Incontestablement, le mois de septembre aura marqué un tournant dans le processus de sortie de crise de l'industrie high-tech américaine. Pour la première fois depuis près de deux ans, celle-ci a retrouvé le chemin des acquisitions. En quelques semaines, Oracle s'est emparé de Sun Microsystems (7,4 milliards de dollars), EMC a fait de même avec Data Domain(1,8 milliard), Dell a racheté Perot Systems (3,9 milliards), Adobe a jeté son dévolu sur Omniture (1,8 milliard) et l'inévitable Cisco a acquis la même semaine Tandberg (3 milliards) et Starent (2,9 milliards). Pour ne citer que les opérations les plus importantes. Des dizaines d'autres firmes technologiques, en particulier californiennes, ont aussi fait leur marché, comme Intuit qui a acheté deux de ses concurrents pour 170 millions chacun.
Y a-t-il un lien entre toutes ces opérations ? Sont-elles significatives d'une même tendance ? Pour les observateurs, poser la question c'est déjà y répondre.
Après avoir pendant de longs mois resserré les boulons de la gestion en réduisant leurs coûts de structure, les firmes technologiques américaines - pour la plupart débordantes de cash - se lancent aujourd'hui dans une nouvelle course à la taille critique, attendue depuis plusieurs années. « Le critère principal est l'acquisition immédiate de parts de marché », confie un spécialiste des opérations de fusions-acquisitions (M & A) de la Silicon Valley.
Le sentiment de ceux qui ont les moyens financiers de leurs acquisitions est que s'ils ne se lancent pas maintenant, ce sera plus cher plus tard ou alors impossible car un rival les aura devancés.
Cette course à l'expansion est en réalité dictée par des considérations plus complexes encore. La première est boursière. Alors que le marché est déjà reparti à la hausse depuis plusieurs mois, les firmes qui veulent soutenir leur cours ne peuvent le faire que par croissance externe, ayant déjà été au bout des performances possibles de rentabilité, après plusieurs phases de restructuration interne. Le plus souvent douloureuses en termes d'emplois sacrifiés.
Une autre obsession est celle de trouver des relais de croissance nouveaux, si possible complémentaires de l'offre existante : les opérations réalisées par Oracle, EMC ou Dell ne s'expliquent pas autrement. Pour ces fournisseurs de technologie, il s'agit de montrer à leurs entreprises clientes qu'elles ont désormais affaire à une firme globale (« one stop shopping »).
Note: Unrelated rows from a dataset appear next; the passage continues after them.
impl<'a> Lowering<'a> {
    fn text(&self, node: &Node) -> &'a str {
        node.utf8_text(self.source.as_bytes()).unwrap_or("")
    }

    fn span(node: &Node) -> Span {
        Span::new(node.start_byte(), node.end_byte())
    }

    /// Whitespace at the start of the line containing `pos`.
    fn line_indent(&self, pos: usize) -> String {
        let line_start = self.source[..pos].rfind('\n').map(|i| i + 1).unwrap_or(0);
        self.source[line_start..]
            .chars()
            .take_while(|c| *c == ' ' || *c == '\t')
            .collect()
    }

    fn source_unit(&self, root: &Node) -> Result<SourceUnit, TransformError> {
        let mut package = None;
        let mut imports = ImportList::default();
        let mut decls = Vec::new();

        let mut cursor = root.walk();
        for child in root.named_children(&mut cursor) {
            match classify_node(child.kind()) {
                NodeShape::Package => {
                    let mut inner = child.walk();
                    package = child
                        .named_children(&mut inner)
                        .find(|n| n.kind() == "package_identifier")
                        .map(|n| self.text(&n).to_string());
                }
                NodeShape::Import => imports.decls.push(self.import_decl(&child)),
                NodeShape::Function => decls.push(self.function(&child)),
                NodeShape::TypeDeclaration => self.type_declaration(&child, &mut decls),
                NodeShape::Comment => {}
                _ => decls.push(Decl::Other(Self::span(&child))),
            }
        }

        let package =
            package.ok_or_else(|| TransformError::parse_at(0, 0, "missing package clause"))?;

        Ok(SourceUnit::new(
            self.source.to_string(),
            package,
            imports,
            decls,
        ))
    }

    fn import_decl(&self, node: &Node) -> ImportDecl {
        let mut decl = ImportDecl {
            groups: vec![Vec::new()],
            footer: Vec::new(),
            grouped: false,
            span: Self::span(node),
            dirty: false,
        };

        let mut cursor = node.walk();
        for child in node.named_children(&mut cursor) {
            match child.kind() {
                "import_spec" => {
                    let spec = self.import_spec(&child, Vec::new());
                    decl.push_parsed(spec);
                }
                "import_spec_list" => {
                    decl.grouped = true;
                    self.import_spec_list(&child, &mut decl);
                }
                _ => {}
            }
        }

        decl
    }

    /// Collect specs and comments of a parenthesized import list, splitting
    /// runs at blank lines.
    fn import_spec_list(&self, list: &Node, decl: &mut ImportDecl) {
        let mut pending: Vec<String> = Vec::new();
        let mut last_row: Option<usize> = None;
        let mut last_was_spec = false;

        let mut cursor = list.walk();
        for child in list.named_children(&mut cursor) {
            let start_row = child.start_position().row;
            match child.kind() {
                "comment" => {
                    let text = self.text(&child).to_string();
                    let trailing = last_was_spec && last_row == Some(start_row);
                    if trailing {
                        if let Some(spec) = decl.groups.last_mut().and_then(|g| g.last_mut()) {
                            spec.comment = Some(text);
                        }
                    } else {
                        if pending.is_empty() {
                            Self::split_group(decl, last_row, start_row);
                        }
                        pending.push(text);
                    }
                    last_was_spec = false;
                }
                "import_spec" => {
                    if pending.is_empty() {
                        Self::split_group(decl, last_row, start_row);
                    }
                    let spec = self.import_spec(&child, std::mem::take(&mut pending));
                    decl.push_parsed(spec);
                    last_was_spec = true;
                }
                _ => continue,
            }
            last_row = Some(child.end_position().row);
        }

        decl.footer = pending;
    }

    fn split_group(decl: &mut ImportDecl, last_row: Option<usize>, start_row: usize) {
        let gap = matches!(last_row, Some(row) if start_row > row + 1);
        let current_empty = decl.groups.last().map(|g| g.is_empty()).unwrap_or(true);
        if gap && !current_empty {
            decl.groups.push(Vec::new());
        }
    }

    fn import_spec(&self, node: &Node, leading: Vec<String>) -> ImportSpec {
        let alias = node
            .child_by_field_name("name")
            .map(|n| self.text(&n).to_string());
        let literal = node
            .child_by_field_name("path")
            .map(|n| self.text(&n).to_string())
            .unwrap_or_default();

        ImportSpec {
            alias,
            path: unquote(&literal),
            literal,
            comment: None,
            leading,
            origin: Origin::Parsed(Self::span(node)),
        }
    }

    fn function(&self, node: &Node) -> Decl {
        let span = Self::span(node);
        let name = node
            .child_by_field_name("name")
            .map(|n| self.text(&n).to_string())
            .unwrap_or_default();
        let Some(params) = node.child_by_field_name("parameters") else {
            return Decl::Other(span);
        };
        let params = self.parameter_list(&params);

        match node.child_by_field_name("body") {
            Some(block) => Decl::Function(FunctionDecl {
                name,
                receiver: node
                    .child_by_field_name("receiver")
                    .map(|r| self.text(&r).to_string()),
                params,
                body: self.body(&block, self.line_indent(span.start)),
                span,
            }),
            None => Decl::Signature(FunctionSignature {
                name,
                owner: None,
                shape: SignatureShape::Prototype,
                params,
                span,
            }),
        }
    }

    fn type_declaration(&self, node: &Node, decls: &mut Vec<Decl>) {
        let mut cursor = node.walk();
        for spec in node.named_children(&mut cursor) {
            if classify_node(spec.kind()) != NodeShape::TypeSpec {
                continue;
            }
            let name = spec
                .child_by_field_name("name")
                .map(|n| self.text(&n).to_string())
                .unwrap_or_default();
            let Some(ty) = spec.child_by_field_name("type") else {
                decls.push(Decl::Other(Self::span(&spec)));
                continue;
            };

            match classify_node(ty.kind()) {
                NodeShape::Interface => {
                    let before = decls.len();
                    let mut inner = ty.walk();
                    for elem in ty.named_children(&mut inner) {
                        if classify_node(elem.kind()) != NodeShape::InterfaceMethod {
                            continue;
                        }
                        let Some(params) = elem.child_by_field_name("parameters") else {
                            continue;
                        };
                        decls.push(Decl::Signature(FunctionSignature {
                            name: elem
                                .child_by_field_name("name")
                                .map(|n| self.text(&n).to_string())
                                .unwrap_or_default(),
                            owner: Some(name.clone()),
                            shape: SignatureShape::InterfaceMethod,
                            params: self.parameter_list(&params),
                            span: Self::span(&elem),
                        }));
                    }
                    if decls.len() == before {
                        decls.push(Decl::Other(Self::span(&spec)));
                    }
                }
                NodeShape::FunctionType => match ty.child_by_field_name("parameters") {
                    Some(params) => decls.push(Decl::Signature(FunctionSignature {
                        name,
                        owner: None,
                        shape: SignatureShape::FunctionType,
                        params: self.parameter_list(&params),
                        span: Self::span(&spec),
                    })),
                    None => decls.push(Decl::Other(Self::span(&spec))),
                },
                _ => decls.push(Decl::Other(Self::span(&spec))),
            }
        }
    }

    fn parameter_list(&self, node: &Node) -> ParameterList {
        let mut params = Vec::new();
        let mut first_start = None;

        let mut cursor = node.walk();
        for child in node.named_children(&mut cursor) {
            match child.kind() {
                "parameter_declaration" | "variadic_parameter_declaration" => {
                    first_start.get_or_insert(child.start_byte());
                    params.push(self.parameter(&child));
                }
                _ => {}
            }
        }

        let layout = match first_start {
            Some(start) if self.source[node.start_byte() + 1..start].contains('\n') => {
                ListLayout::Multiline {
                    indent: self.line_indent(start),
                }
            }
            _ => ListLayout::Inline,
        };

        ParameterList {
            params,
            span: Self::span(node),
            layout,
        }
    }

    fn parameter(&self, node: &Node) -> Parameter {
        let mut cursor = node.walk();
        let names = node
            .children_by_field_name("name", &mut cursor)
            .map(|n| self.text(&n).to_string())
            .collect();
        let ty = node
            .child_by_field_name("type")
            .map(|t| self.type_ref(&t))
            .unwrap_or_else(|| TypeRef::Other(String::new()));

        Parameter {
            names,
            ty,
            variadic: node.kind() == "variadic_parameter_declaration",
            origin: Origin::Parsed(Self::span(node)),
        }
    }

    fn type_ref(&self, node: &Node) -> TypeRef {
        match node.kind() {
            "qualified_type" => {
                let package = node.child_by_field_name("package");
                let name = node.child_by_field_name("name");
                match (package, name) {
                    (Some(package), Some(name)) => TypeRef::Qualified {
                        package: self.text(&package).to_string(),
                        name: self.text(&name).to_string(),
                    },
                    _ => TypeRef::Other(self.text(node).to_string()),
                }
            }
            "type_identifier" => TypeRef::Named(self.text(node).to_string()),
            _ => TypeRef::Other(self.text(node).to_string()),
        }
    }

    fn body(&self, block: &Node, indent: String) -> Body {
        let mut stmts = Vec::new();

        let mut cursor = block.walk();
        for child in block.named_children(&mut cursor) {
            match child.kind() {
                "comment" => {}
                // newer grammar releases wrap statements in a list node
                "statement_list" => {
                    let mut inner = child.walk();
                    for stmt in child.named_children(&mut inner) {
                        if stmt.kind() != "comment" {
                            stmts.push(self.statement(&stmt));
                        }
                    }
                }
                _ => stmts.push(self.statement(&child)),
            }
        }

        Body {
            stmts,
            span: Self::span(block),
            indent,
        }
    }

    fn statement(&self, node: &Node) -> Stmt {
        let kind = match node.kind() {
            "short_var_declaration" => {
                let lhs = node
                    .child_by_field_name("left")
                    .map(|l| self.expression_list(&l))
                    .unwrap_or_default()
                    .into_iter()
                    .map(|e| e.to_string())
                    .collect();
                let rhs = node
                    .child_by_field_name("right")
                    .map(|r| self.expression_list(&r))
                    .unwrap_or_default();
                StmtKind::ShortVarDecl { lhs, rhs }
            }
            "defer_statement" => {
                let mut cursor = node.walk();
                let call = node
                    .named_children(&mut cursor)
                    .find(|n| n.kind() != "comment")
                    .map(|n| self.expr(&n));
                match call {
                    Some(call) => StmtKind::Defer { call },
                    None => StmtKind::Other,
                }
            }
            _ => StmtKind::Other,
        };

        Stmt {
            kind,
            origin: Origin::Parsed(Self::span(node)),
        }
    }

    fn expression_list(&self, node: &Node) -> Vec<Expr> {
        let mut cursor = node.walk();
        node.named_children(&mut cursor)
            .filter(|n| n.kind() != "comment")
            .map(|n| self.expr(&n))
            .collect()
    }

    fn expr(&self, node: &Node) -> Expr {
        match node.kind() {
            "identifier" | "field_identifier" | "package_identifier" => {
                Expr::Ident(self.text(node).to_string())
            }
            "selector_expression" => {
                match (
                    node.child_by_field_name("operand"),
                    node.child_by_field_name("field"),
                ) {
                    (Some(operand), Some(field)) => {
                        Expr::selector(self.expr(&operand), self.text(&field))
                    }
                    _ => Expr::Verbatim(self.text(node).to_string()),
                }
            }
            "call_expression" => {
                match (
                    node.child_by_field_name("function"),
                    node.child_by_field_name("arguments"),
                ) {
                    (Some(function), Some(arguments)) => {
                        Expr::call(self.expr(&function), self.expression_list(&arguments))
                    }
                    _ => Expr::Verbatim(self.text(node).to_string()),
                }
            }
            "interpreted_string_literal" => Expr::StringLit(unquote(self.text(node))),
            _ => Expr::Verbatim(self.text(node).to_string()),
        }
    }
}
H-P n'avait pas acquis, l'année dernière, EDS pour d'autres raisons que celle-ci.
Cisco pousse la logique un peu plus loin en recherchant, depuis plusieurs années, une diversification plus large, non seulement vers les grands ordinateurs serveurs (comme le fait Oracle avec l'acquisition de Sun) mais aussi vers l'électronique grand public ou la visioconférence (Tandberg), ainsi que l'Internet mobile avec Starent. Il s'agit dans ce dernier domaine de répondre au boom des terminaux intelligents de type iPhone ou BlackBerry.
Ce mouvement n'en étant qu'à ses débuts, les spéculations vont bon train pour établir une (longue) liste des prochaines proies dans ce nouveau mouvement de consolidation : Brocade - qui s'est déclaré tout seul « à vendre » - mais aussi Palm, Salesforce ou McAfee, autant de pionniers qui n'ont pas atteint une taille suffisamment critique dans leur domaine respectif, figurent sur cette liste. Entre autres. Car un deuxième mouvement de rachats devrait apparaître après celui-ci, motivé par l'acquisition de technologies nouvelles pour accroître la compétitivité globale. Cisco a une fois de plus ouvert la voie avec Starent et Google a récemment indiqué qu'il ferait partie de ce mouvement. Eric Schmidt, le patron du moteur de recherche, a même précisé qu'il comptait racheter au moins « une entreprise par mois ». Une frénésie d'achats d'autant plus conséquente que les valorisations sont actuellement très basses.
Enfin, une dernière considération va contribuer à stimuler l'appétit de ces géants américains, aux poches si pleines : l'essentiel de leurs réserves financières a été généré en dehors du sol américain et ils ne peuvent rapatrier ce cash sans payer de lourdes taxes au fisc américain. Ils vont donc être d'autant plus tentés de faire leurs emplettes en dehors des Etats-Unis que les firmes technologiques y sont souvent encore moins chères qu'au pays de l'Oncle Sam. Elles présentent en outre l'avantage de se trouver souvent sur des marchés à fort potentiel de croissance.